Chapitre 47 : destruction (partie 2)
La violence physique et morale devint mon nouveau compagnon.
On me frappait sans arrêt. Peut-être pour me faire payer pour toutes les fois où je jouais les héros. Peut-être pour être sûr de me détruire complètement. Peut-être par dégoût de ma différence ethnique. Je n'en savais trop rien mais une chose était sûre : j'étais complètement perdu.
Les professeurs qui nous faisaient classe n'aidaient en rien. Ils me réprimandaient publiquement sur mes fautes de prononciation ou d'orthographes, me voyaient comme un cancre qui ne faisait aucun effort et se bagarrait tout le temps. Moi. Moi, le génie que j'étais pour être presque polyglotte à seulement douze ans. Moi, l'ange que j'étais pour m'être entêté toute ma misérable existence à défendre mes camarades. Moi, Haon Shun-li Wang, qui était sensible, attentionné, intelligent et tolérant.
Voilà qui j'avais été. Voilà qui ils détruisaient.
Dans un monde où l'on vit grâce aux regards des autres. Dans un monde où seul les autres peuvent nous prouver qu'on existe. Dans un monde où les autres ont beaucoup trop de pouvoir sur nous que nous-même.
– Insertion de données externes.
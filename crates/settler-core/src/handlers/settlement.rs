//! Settlement handler: the callback leg of the payment protocol.
//!
//! Correlates an inbound notification back to its order and applies the
//! idempotent settlement transition. Every disposition except a storage
//! failure is acknowledged to the network: acknowledgment communicates
//! receipt, not business success, and a rejected delivery would only make
//! the network retry a payload that cannot self-correct. A storage failure
//! is the one case where a retry *can* help, so it is surfaced instead.

use crate::event_bus::EventBus;
use crate::state::{OrderStore, OrderStoreError};
use settler_settlement::{CorrelatorService, NoticeResult, SettlementError};
use settler_types::{SettlementEvent, SettlerEvent};
use std::sync::Arc;
use thiserror::Error;
use tracing::instrument;

/// Errors that abort callback processing.
///
/// Only failures where an upstream redelivery can succeed later belong
/// here; everything else becomes a [`CallbackDisposition`].
#[derive(Debug, Error)]
pub enum SettlementHandlerError {
	/// The storage backend failed while resolving or transitioning.
	#[error("Storage error: {0}")]
	Storage(String),
}

/// Outcome of processing one callback delivery.
#[derive(Debug, Clone, PartialEq)]
pub enum CallbackDisposition {
	/// The order was settled by this delivery.
	Settled { order_id: String },
	/// The order was already settled; nothing changed, and the notifier
	/// is not re-fired.
	Duplicate { order_id: String },
	/// The network reported the payment attempt as failed; the order (if
	/// resolvable) stays pending for another attempt.
	PaymentFailed { tracking_id: String },
	/// The reference was absent or did not resolve to any order. Still
	/// acknowledged: the order will never appear, so a retry storm helps
	/// nobody.
	OrderNotFound { reference: String },
	/// The body did not have the expected envelope shape; answered with a
	/// client error and no further action.
	InvalidShape,
}

/// Handler for inbound payment-network callbacks.
pub struct SettlementHandler {
	orders: Arc<OrderStore>,
	correlator: Arc<CorrelatorService>,
	event_bus: EventBus,
}

impl SettlementHandler {
	/// Creates a new SettlementHandler.
	pub fn new(
		orders: Arc<OrderStore>,
		correlator: Arc<CorrelatorService>,
		event_bus: EventBus,
	) -> Self {
		Self {
			orders,
			correlator,
			event_bus,
		}
	}

	/// Processes one callback delivery.
	#[instrument(skip_all)]
	pub async fn handle_callback(
		&self,
		body: &serde_json::Value,
	) -> Result<CallbackDisposition, SettlementHandlerError> {
		let notice = match self.correlator.parse(body) {
			Ok(notice) => notice,
			Err(SettlementError::InvalidShape(reason)) => {
				tracing::warn!(reason = %reason, "Callback with invalid shape");
				return Ok(CallbackDisposition::InvalidShape);
			},
		};

		if let NoticeResult::Failure { code, description } = &notice.result {
			tracing::warn!(
				tracking_id = %notice.transaction_id,
				code,
				description = %description,
				"Payment attempt failed"
			);
			self.event_bus
				.publish(SettlerEvent::Settlement(SettlementEvent::PaymentFailed {
					order_id: notice.order_id.clone(),
					tracking_id: notice.transaction_id.clone(),
					result_code: *code,
					result_desc: description.clone(),
				}))
				.ok();
			return Ok(CallbackDisposition::PaymentFailed {
				tracking_id: notice.transaction_id,
			});
		}

		let reference = notice.reference.clone().unwrap_or_default();
		let Some(order_id) = notice.order_id else {
			return Ok(self.unmatched(reference));
		};

		// Resolve before transitioning so a missing order stays an
		// acknowledged no-op rather than a storage error.
		match self.orders.get_order(&order_id).await {
			Ok(_) => {},
			Err(OrderStoreError::NotFound(_)) => {
				return Ok(self.unmatched(reference));
			},
			Err(e) => return Err(SettlementHandlerError::Storage(e.to_string())),
		}

		let outcome = self
			.orders
			.transition_to_confirmed(&order_id, &notice.transaction_id)
			.await
			.map_err(|e| SettlementHandlerError::Storage(e.to_string()))?;

		if outcome.applied {
			self.event_bus
				.publish(SettlerEvent::Settlement(SettlementEvent::Settled {
					order_id: order_id.clone(),
					payment_reference: notice.transaction_id,
				}))
				.ok();
			Ok(CallbackDisposition::Settled { order_id })
		} else {
			tracing::info!(order_id = %order_id, "Duplicate settlement callback ignored");
			self.event_bus
				.publish(SettlerEvent::Settlement(SettlementEvent::Duplicate {
					order_id: order_id.clone(),
				}))
				.ok();
			Ok(CallbackDisposition::Duplicate { order_id })
		}
	}

	fn unmatched(&self, reference: String) -> CallbackDisposition {
		tracing::warn!(reference = %reference, "Callback does not match any order");
		self.event_bus
			.publish(SettlerEvent::Settlement(SettlementEvent::Unmatched {
				reference: reference.clone(),
			}))
			.ok();
		CallbackDisposition::OrderNotFound { reference }
	}
}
Dans ce monde, je n'avais plus personne pour me rappeler qui j'étais. Alors je suis devenus qui ils voulaient que je sois.
De la colère. Voici le dernier sentiment qui a bouillonné en moi pour éteindre tous les autres et chacunes de mes vertus. La nuit, je pleurais en hurlant. Je détruisais mon corps, mon âme et ma voix en explosant chaque sentiment que j'avais accumulé dans ma vie.
Entre les murs froids de ma cellule qu'ils appelaient chambre, je détestais tout le monde.
Je ne pleurais pas la mort de mon père. Je la détestais. Je ne pleurais pas l'absence de mon frère. Je la détestais. Je ne pleurais pas mon impuissance face aux autres, je la détestais.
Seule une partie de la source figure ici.